*** Opening Source data ***

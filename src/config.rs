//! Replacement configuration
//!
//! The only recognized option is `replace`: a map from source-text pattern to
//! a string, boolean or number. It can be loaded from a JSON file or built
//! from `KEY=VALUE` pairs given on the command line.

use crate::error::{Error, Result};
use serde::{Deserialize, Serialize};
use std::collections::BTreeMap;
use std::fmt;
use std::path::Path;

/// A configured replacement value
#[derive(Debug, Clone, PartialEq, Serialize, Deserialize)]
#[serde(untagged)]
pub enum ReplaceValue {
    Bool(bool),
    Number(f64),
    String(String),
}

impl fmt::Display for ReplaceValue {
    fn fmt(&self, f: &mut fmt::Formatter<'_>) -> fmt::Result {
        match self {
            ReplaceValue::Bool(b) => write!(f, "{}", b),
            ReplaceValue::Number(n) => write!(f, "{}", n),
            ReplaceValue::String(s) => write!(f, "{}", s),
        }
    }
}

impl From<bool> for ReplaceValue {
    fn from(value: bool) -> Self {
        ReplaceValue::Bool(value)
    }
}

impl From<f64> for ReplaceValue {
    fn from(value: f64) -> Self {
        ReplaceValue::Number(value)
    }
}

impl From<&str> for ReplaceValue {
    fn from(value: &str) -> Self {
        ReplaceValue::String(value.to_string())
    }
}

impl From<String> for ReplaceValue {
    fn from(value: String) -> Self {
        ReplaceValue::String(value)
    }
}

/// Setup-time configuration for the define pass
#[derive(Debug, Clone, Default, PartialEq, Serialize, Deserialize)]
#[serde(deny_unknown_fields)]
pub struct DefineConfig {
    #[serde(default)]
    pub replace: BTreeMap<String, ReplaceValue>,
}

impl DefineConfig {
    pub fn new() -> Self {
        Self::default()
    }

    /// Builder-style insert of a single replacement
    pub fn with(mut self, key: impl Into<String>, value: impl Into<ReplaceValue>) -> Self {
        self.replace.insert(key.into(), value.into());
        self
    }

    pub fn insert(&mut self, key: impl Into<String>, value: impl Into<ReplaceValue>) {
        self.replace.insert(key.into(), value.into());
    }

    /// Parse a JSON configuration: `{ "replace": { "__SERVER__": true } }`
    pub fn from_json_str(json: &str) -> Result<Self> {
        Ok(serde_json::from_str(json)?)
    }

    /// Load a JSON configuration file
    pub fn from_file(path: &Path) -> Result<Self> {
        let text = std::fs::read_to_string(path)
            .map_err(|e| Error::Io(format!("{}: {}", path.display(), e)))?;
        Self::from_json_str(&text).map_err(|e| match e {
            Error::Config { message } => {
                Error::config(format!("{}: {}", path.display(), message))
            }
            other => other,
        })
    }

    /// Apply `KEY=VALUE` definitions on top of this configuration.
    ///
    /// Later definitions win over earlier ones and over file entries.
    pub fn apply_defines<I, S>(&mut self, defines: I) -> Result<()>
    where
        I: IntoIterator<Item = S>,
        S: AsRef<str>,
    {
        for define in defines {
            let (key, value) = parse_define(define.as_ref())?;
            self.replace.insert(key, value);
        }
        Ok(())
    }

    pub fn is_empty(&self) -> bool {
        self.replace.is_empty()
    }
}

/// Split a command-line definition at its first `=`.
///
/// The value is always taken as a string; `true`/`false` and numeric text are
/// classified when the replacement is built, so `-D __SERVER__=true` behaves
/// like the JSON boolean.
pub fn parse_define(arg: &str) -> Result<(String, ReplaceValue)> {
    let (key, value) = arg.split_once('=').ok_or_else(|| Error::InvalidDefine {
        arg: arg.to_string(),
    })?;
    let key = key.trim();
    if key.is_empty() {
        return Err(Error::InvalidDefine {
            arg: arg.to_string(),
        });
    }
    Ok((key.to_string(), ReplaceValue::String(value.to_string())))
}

*** Closing Source data ***

Problem to solve: In the entries above, the lines between the one holding "impl From<bool> for" and the one holding "impl From<&str> for", inclusive, are to be printed exactly as written, and those alone.

Result below:
impl From<bool> for ReplaceValue {
    fn from(value: bool) -> Self {
        ReplaceValue::Bool(value)
    }
}

impl From<f64> for ReplaceValue {
    fn from(value: f64) -> Self {
        ReplaceValue::Number(value)
    }
}

impl From<&str> for ReplaceValue {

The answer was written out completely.